• WORK REQUEST: Repeat word for word every line of the data below, from the first through the line containing "as one column.", and stop there.
▼▼▼
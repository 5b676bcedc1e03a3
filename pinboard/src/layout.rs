use alloc::vec::Vec;
use core::ops::Range;

use crate::key::{HeightMap, TileKey};
use crate::math::{ceil_i64, floor, floor_i64};
use crate::{PinboardOptions, TilePlacement, Vec2, Viewport};

/// Tile and gap dimensions in CSS pixels.
#[derive(Clone, Copy, Debug, PartialEq)]
#[cfg_attr(feature = "serde", derive(serde::Serialize, serde::Deserialize))]
pub struct TileMetrics {
    pub tile_width: f64,
    pub tile_height: f64,
    pub gap_x: f64,
    pub gap_y: f64,
}

impl TileMetrics {
    pub fn from_options(options: &PinboardOptions) -> Self {
        Self {
            tile_width: options.tile_width,
            tile_height: options.tile_height,
            gap_x: options.gap_x,
            gap_y: options.gap_y,
        }
    }

    pub fn row_step(&self) -> f64 {
        self.tile_height + self.gap_y
    }

    pub fn stride_x(&self) -> f64 {
        self.tile_width + self.gap_x
    }

    /// Tightens the horizontal gap when only a few tiles are loaded, so a sparse board does
    /// not look scattered.
    pub fn adapted_for(self, tile_count: usize, max_columns: usize) -> Self {
        let gap_x = if tile_count == 0 {
            self.gap_x
        } else if tile_count <= 3 {
            (self.gap_x / 3.0).max(10.0)
        } else if tile_count <= max_columns {
            (self.gap_x / 2.0).max(15.0)
        } else {
            self.gap_x
        };
        Self { gap_x, ..self }
    }
}

/// Assigns tile `i` to bucket `i % columns`, preserving order inside each bucket.
///
/// Buckets hold indexes into the tile list. `columns == 0` is treated as one column.
pub fn bucketize(tile_count: usize, columns: usize) -> Vec<Vec<usize>> {
    let columns = columns.max(1);
    let mut buckets: Vec<Vec<usize>> = (0..columns)
        .map(|c| Vec::with_capacity(tile_count / columns + usize::from(c < tile_count % columns)))
        .collect();
    for i in 0..tile_count {
        buckets[i % columns].push(i);
    }
    buckets
}

/// Number of columns that fit `width`, clamped to `[min_columns, max_columns]`.
///
/// Returns `None` for an unmeasurable width so callers keep their previous count.
pub fn column_count_for_width(
    width: f64,
    metrics: &TileMetrics,
    min_columns: usize,
    max_columns: usize,
) -> Option<usize> {
    let stride = metrics.stride_x();
    if !width.is_finite() || width <= 0.0 || !stride.is_finite() || stride <= 0.0 {
        return None;
    }
    let fit = floor((width + metrics.gap_x) / stride);
    let fit = if fit < 0.0 { 0 } else { fit as usize };
    let min = min_columns.max(1);
    Some(fit.clamp(min, max_columns.max(min)))
}

/// Column count actually laid out: never more columns than tiles, never zero.
pub fn layout_columns(current: usize, measured: usize, tile_count: usize) -> usize {
    current.min(measured).min(tile_count.max(1)).max(1)
}

/// Vertical phase of a column: `(column % stagger_count) * tile_height / stagger_count`.
pub fn column_stagger(column: usize, stagger_count: usize, tile_height: f64) -> f64 {
    let stagger_count = stagger_count.max(1);
    (column % stagger_count) as f64 * (tile_height / stagger_count as f64)
}

/// Resolves per-tile heights for the masonry layout: a measured height wins, otherwise
/// `estimate`.
pub fn resolve_heights<T, K: TileKey>(
    tiles: &[T],
    key: impl Fn(&T) -> K,
    measured: &HeightMap<K>,
    estimate: f64,
) -> Vec<f64> {
    tiles
        .iter()
        .map(|tile| match measured.get(&key(tile)) {
            Some(&h) if h.is_finite() && h > 0.0 => h,
            _ => estimate,
        })
        .collect()
}

/// One column's repeating pattern.
#[derive(Clone, Debug, PartialEq)]
pub struct ColumnLayout {
    tiles: Vec<usize>,
    cumulative_y: Vec<f64>,
    heights: Vec<f64>,
    pattern_height: f64,
    vertical_offset: f64,
}

impl ColumnLayout {
    /// Tile list indexes in this column, in order.
    pub fn tiles(&self) -> &[usize] {
        &self.tiles
    }

    /// Offset of each tile inside one repetition.
    pub fn cumulative_y(&self) -> &[f64] {
        &self.cumulative_y
    }

    pub fn heights(&self) -> &[f64] {
        &self.heights
    }

    /// Height of one repetition. Never below one row step.
    pub fn pattern_height(&self) -> f64 {
        self.pattern_height
    }

    pub fn vertical_offset(&self) -> f64 {
        self.vertical_offset
    }

    pub fn len(&self) -> usize {
        self.tiles.len()
    }

    pub fn is_empty(&self) -> bool {
        self.tiles.is_empty()
    }

    /// First repetition that must be rendered for `virtual_y`, including `row_buffer`.
    pub fn first_repetition(&self, virtual_y: f64, row_buffer: usize) -> i64 {
        floor_i64((virtual_y - self.vertical_offset) / self.pattern_height)
            .saturating_sub(row_buffer as i64)
    }

    /// Repetitions needed to cover `viewport_height` plus the buffer on both ends.
    pub fn repetition_count(&self, viewport_height: f64, row_buffer: usize) -> usize {
        let cover = ceil_i64(viewport_height / self.pattern_height).max(0) as usize;
        cover
            .saturating_add(row_buffer.saturating_mul(2))
            .saturating_add(2)
    }
}

/// A finite tile list folded into repeating columns that tile the plane in both directions.
///
/// Layouts are rebuilt, never patched: construct a new one whenever the tile count, column
/// count or metrics change. Buckets depend only on tile indexes, so tile identity survives
/// a rebuild.
#[derive(Clone, Debug, PartialEq)]
pub struct PatternLayout {
    columns: Vec<ColumnLayout>,
    metrics: TileMetrics,
    tile_count: usize,
}

impl PatternLayout {
    /// Uniform rows: `cumulative_y[j] = j * row_step`, pattern height
    /// `max(row_step, len * row_step)`.
    pub fn uniform(
        tile_count: usize,
        columns: usize,
        metrics: TileMetrics,
        stagger_count: usize,
    ) -> Self {
        let row_step = metrics.row_step();
        let columns = bucketize(tile_count, columns)
            .into_iter()
            .enumerate()
            .map(|(c, tiles)| {
                let cumulative_y = (0..tiles.len()).map(|j| j as f64 * row_step).collect();
                let heights = alloc::vec![metrics.tile_height; tiles.len()];
                let pattern_height = (tiles.len() as f64 * row_step).max(row_step);
                ColumnLayout {
                    tiles,
                    cumulative_y,
                    heights,
                    pattern_height,
                    vertical_offset: column_stagger(c, stagger_count, metrics.tile_height),
                }
            })
            .collect();
        pdebug!(tile_count, "uniform layout rebuilt");
        Self {
            columns,
            metrics,
            tile_count,
        }
    }

    /// Variable heights: each tile goes to the currently shortest column (ties to the
    /// leftmost).
    pub fn masonry(
        heights: &[f64],
        columns: usize,
        metrics: TileMetrics,
        stagger_count: usize,
    ) -> Self {
        let columns = columns.max(1);
        let row_step = metrics.row_step();
        let mut out: Vec<ColumnLayout> = (0..columns)
            .map(|c| ColumnLayout {
                tiles: Vec::new(),
                cumulative_y: Vec::new(),
                heights: Vec::new(),
                pattern_height: 0.0,
                vertical_offset: column_stagger(c, stagger_count, metrics.tile_height),
            })
            .collect();

        for (i, &h) in heights.iter().enumerate() {
            let h = if h.is_finite() && h > 0.0 {
                h
            } else {
                metrics.tile_height
            };
            let mut k = 0;
            for c in 1..columns {
                if out[c].pattern_height < out[k].pattern_height {
                    k = c;
                }
            }
            let col = &mut out[k];
            col.tiles.push(i);
            col.cumulative_y.push(col.pattern_height);
            col.heights.push(h);
            col.pattern_height += h + metrics.gap_y;
        }
        for col in &mut out {
            col.pattern_height = col.pattern_height.max(row_step);
        }
        pdebug!(tile_count = heights.len(), "masonry layout rebuilt");
        Self {
            columns: out,
            metrics,
            tile_count: heights.len(),
        }
    }

    pub fn metrics(&self) -> &TileMetrics {
        &self.metrics
    }

    pub fn tile_count(&self) -> usize {
        self.tile_count
    }

    pub fn column_count(&self) -> usize {
        self.columns.len()
    }

    pub fn columns(&self) -> &[ColumnLayout] {
        &self.columns
    }

    pub fn column(&self, index: usize) -> Option<&ColumnLayout> {
        self.columns.get(index)
    }

    /// Bucket repeated by an unbounded column index.
    pub fn base_column(&self, column: i64) -> usize {
        column.rem_euclid(self.columns.len().max(1) as i64) as usize
    }

    /// Unbounded column indexes to render for `virtual_x`, including `col_buffer` on both
    /// sides.
    pub fn visible_columns(
        &self,
        virtual_x: f64,
        viewport_width: f64,
        col_buffer: usize,
    ) -> Range<i64> {
        let stride = self.metrics.stride_x();
        if !stride.is_finite() || stride <= 0.0 || !virtual_x.is_finite() || !viewport_width.is_finite()
        {
            return 0..0;
        }
        let buffer = col_buffer as i64;
        let first = floor_i64(virtual_x / stride).saturating_sub(buffer);
        let count = ceil_i64(viewport_width / stride)
            .max(0)
            .saturating_add(buffer.saturating_mul(2));
        first..first.saturating_add(count)
    }

    /// Visits every tile instance the renderer must draw for the given window.
    ///
    /// Positions are native plane coordinates:
    /// `x = column * stride_x - origin.x`,
    /// `y = repetition * pattern_height + vertical_offset + cumulative_y[j] - origin.y`.
    pub fn for_each_placement(
        &self,
        virtual_position: Vec2,
        origin: Vec2,
        viewport: Viewport,
        col_buffer: usize,
        row_buffer: usize,
        mut f: impl FnMut(TilePlacement),
    ) {
        if self.tile_count == 0 || !virtual_position.is_finite() || !origin.is_finite() {
            return;
        }
        let stride = self.metrics.stride_x();
        for column in self.visible_columns(virtual_position.x, viewport.width, col_buffer) {
            let base_column = self.base_column(column);
            let col = &self.columns[base_column];
            if col.is_empty() {
                continue;
            }
            let x = column as f64 * stride - origin.x;
            let first = col.first_repetition(virtual_position.y, row_buffer);
            let count = col.repetition_count(viewport.height, row_buffer) as i64;
            for repetition in first..first.saturating_add(count) {
                let base_y = repetition as f64 * col.pattern_height + col.vertical_offset;
                for (j, &tile_index) in col.tiles.iter().enumerate() {
                    f(TilePlacement {
                        tile_index,
                        column,
                        base_column,
                        repetition,
                        x,
                        y: base_y + col.cumulative_y[j] - origin.y,
                        width: self.metrics.tile_width,
                        height: col.heights[j],
                    });
                }
            }
        }
    }

    /// Collects placements into `out` (clears `out` first).
    ///
    /// Convenience wrapper around [`Self::for_each_placement`]; reuse `out` across frames.
    pub fn collect_placements(
        &self,
        virtual_position: Vec2,
        origin: Vec2,
        viewport: Viewport,
        col_buffer: usize,
        row_buffer: usize,
        out: &mut Vec<TilePlacement>,
    ) {
        out.clear();
        self.for_each_placement(virtual_position, origin, viewport, col_buffer, row_buffer, |p| {
            out.push(p)
        });
    }
}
▲▲▲
• ANSWER TO THE PROBLEM:
repository 5b676bcedc1e03a3
filename pinboard/src/layout.rs
use alloc::vec::Vec;
use core::ops::Range;

use crate::key::{HeightMap, TileKey};
use crate::math::{ceil_i64, floor, floor_i64};
use crate::{PinboardOptions, TilePlacement, Vec2, Viewport};

/// Tile and gap dimensions in CSS pixels.
#[derive(Clone, Copy, Debug, PartialEq)]
#[cfg_attr(feature = "serde", derive(serde::Serialize, serde::Deserialize))]
pub struct TileMetrics {
    pub tile_width: f64,
    pub tile_height: f64,
    pub gap_x: f64,
    pub gap_y: f64,
}

impl TileMetrics {
    pub fn from_options(options: &PinboardOptions) -> Self {
        Self {
            tile_width: options.tile_width,
            tile_height: options.tile_height,
            gap_x: options.gap_x,
            gap_y: options.gap_y,
        }
    }

    pub fn row_step(&self) -> f64 {
        self.tile_height + self.gap_y
    }

    pub fn stride_x(&self) -> f64 {
        self.tile_width + self.gap_x
    }

    /// Tightens the horizontal gap when only a few tiles are loaded, so a sparse board does
    /// not look scattered.
    pub fn adapted_for(self, tile_count: usize, max_columns: usize) -> Self {
        let gap_x = if tile_count == 0 {
            self.gap_x
        } else if tile_count <= 3 {
            (self.gap_x / 3.0).max(10.0)
        } else if tile_count <= max_columns {
            (self.gap_x / 2.0).max(15.0)
        } else {
            self.gap_x
        };
        Self { gap_x, ..self }
    }
}

/// Assigns tile `i` to bucket `i % columns`, preserving order inside each bucket.
///
/// Buckets hold indexes into the tile list. `columns == 0` is treated as one column.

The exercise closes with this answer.